= Metacognitive training =

Treatment for psychosis in schizophrenia

Metacognitive training (MCT) is an approach for treating the symptoms of psychosis in schizophrenia, especially delusions, which has been adapted for other disorders such as depression, obsessive–compulsive disorder and borderline over the years (see below). It was developed by Steffen Moritz and Todd Woodward. The intervention is based on the theoretical principles of cognitive behavioral therapy, but focuses in particular on problematic thinking styles (cognitive biases) that are associated with the development and maintenance of positive symptoms, e.g. overconfidence in errors and jumping to conclusions. Metacognitive training exists as a group training (MCT) and as an individualized intervention (MCT+).

== Background ==
Metacognition can be defined as "thinking about thinking". Over the course of the training, cognitive biases subserving positive symptoms are identified and corrected. The current empirical evidence assumes a connection between certain cognitive biases, such as jumping to conclusions, and the development and maintenance of psychosis. Accordingly, correcting these problematic/unhelpful thinking styles should lead to a reduction of symptoms.

== Intervention ==
In eight training units (modules) and two additional modules, examples of "cognitive traps", which can promote the development and maintenance of the positive symptoms of schizophrenia, are presented to patients in a playful way. Patients are instructed to critically reflect on their thought patterns, which may contribute to problematic behaviors, and to implement the contents of the training in everyday life. MCT deals with the following problematic styles of thinking: monocausal attributions, jumping to conclusions, inflexibility, problems in social cognition, overconfidence for memory errors and depressive thought patterns. The additional modules deal with stigma and low self-esteem. Individualized metacognitive training (MCT+) targets the same symptoms and cognitive biases as the group training, but is more flexible in that it allows discussion of individualized topics. The treatment materials for the group training can be obtained free of charge in over 30 languages from the website.

== Efficacy ==
A recent meta-analysis found significant improvements for positive symptoms and delusions, as well as the acceptance of the training. These findings have been replicated in 2018 and 2019. An older meta-analysis based on a smaller number of studies found a small effect, which reached significance when newer studies were considered. Individual studies provide evidence for the long-term effectiveness of the approach beyond the immediate treatment period. A meta-analysis based on 43 studies (N = 1,816 individuals) showed that MCT improved delusions, hallucinations, cognitive biases, negative symptoms and functioning. MCT is recommended as an evidence-based treatment by the Royal Australian and New Zealand College of Psychiatrists as well as the German Association for Psychiatry, Psychotherapy and Psychosomatics.

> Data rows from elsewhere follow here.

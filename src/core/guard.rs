//! Guard predicates for transition rules.
//!
//! A guard decides whether a rule applies to the current status. Guards are
//! pure and deterministic; they never read the ledger or the clock.

use super::state::State;
use std::fmt;
use std::marker::PhantomData;
use std::sync::Arc;

/// Pure predicate over the current state.
///
/// # Example
///
/// ```rust
/// use vlm::core::{Guard, VehicleStatus};
///
/// let not_scrapped = Guard::new(|s: &VehicleStatus| *s != VehicleStatus::Scrapped);
///
/// assert!(not_scrapped.check(&VehicleStatus::Dealer));
/// assert!(!not_scrapped.check(&VehicleStatus::Scrapped));
/// ```
pub struct Guard<S: State> {
    predicate: Arc<dyn Fn(&S) -> bool + Send + Sync>,
    _phantom: PhantomData<S>,
}

impl<S: State> Guard<S> {
    /// Create a guard from a pure predicate function.
    pub fn new<F>(predicate: F) -> Self
    where
        F: Fn(&S) -> bool + Send + Sync + 'static,
    {
        Guard {
            predicate: Arc::new(predicate),
            _phantom: PhantomData,
        }
    }

    /// Guard that passes for exactly one state.
    pub fn only(state: S) -> Self
    where
        S: 'static,
    {
        Self::new(move |current| *current == state)
    }

    /// Guard that passes for every state.
    pub fn any() -> Self {
        Self::new(|_| true)
    }

    /// Evaluate the predicate.
    pub fn check(&self, state: &S) -> bool {
        (self.predicate)(state)
    }
}

impl<S: State> Clone for Guard<S> {
    fn clone(&self) -> Self {
        Self {
            predicate: Arc::clone(&self.predicate),
            _phantom: PhantomData,
        }
    }
}

impl<S: State> fmt::Debug for Guard<S> {
    fn fmt(&self, f: &mut fmt::Formatter<'_>) -> fmt::Result {
        f.write_str("Guard(..)")
    }
}

#[cfg(test)]
mod tests {
    use super::*;
    use crate::core::VehicleStatus;

    #[test]
    fn guard_allows_matching_states() {
        let guard = Guard::only(VehicleStatus::New);

        assert!(guard.check(&VehicleStatus::New));
        assert!(!guard.check(&VehicleStatus::Dealer));
    }

    #[test]
    fn guard_checks_non_final_states() {
        let guard = Guard::new(|s: &VehicleStatus| !s.is_final());

        assert!(guard.check(&VehicleStatus::New));
        assert!(guard.check(&VehicleStatus::Customer));
        assert!(!guard.check(&VehicleStatus::Scrapped));
    }

    #[test]
    fn any_guard_passes_everything() {
        let guard = Guard::<VehicleStatus>::any();

        for status in VehicleStatus::ALL {
            assert!(guard.check(status));
        }
    }

    #[test]
    fn cloned_guard_shares_predicate() {
        let guard = Guard::only(VehicleStatus::Dealer);
        let cloned = guard.clone();

        assert_eq!(
            guard.check(&VehicleStatus::Dealer),
            cloned.check(&VehicleStatus::Dealer)
        );
        assert!(!cloned.check(&VehicleStatus::New));
    }
}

== Adaptations to other disorders ==
Since its introduction, MCT has been adapted to other mental disorders. Empirical studies have been carried out for borderline personality disorder, obsessive–compulsive disorder (self-help approach), depression, bipolar disorders, and problem gambling. MCT has also been modified to target the difficult-to-treat negative symptoms in schizophrenia, a recent feasibility study found good feasibility and improved negative symptoms.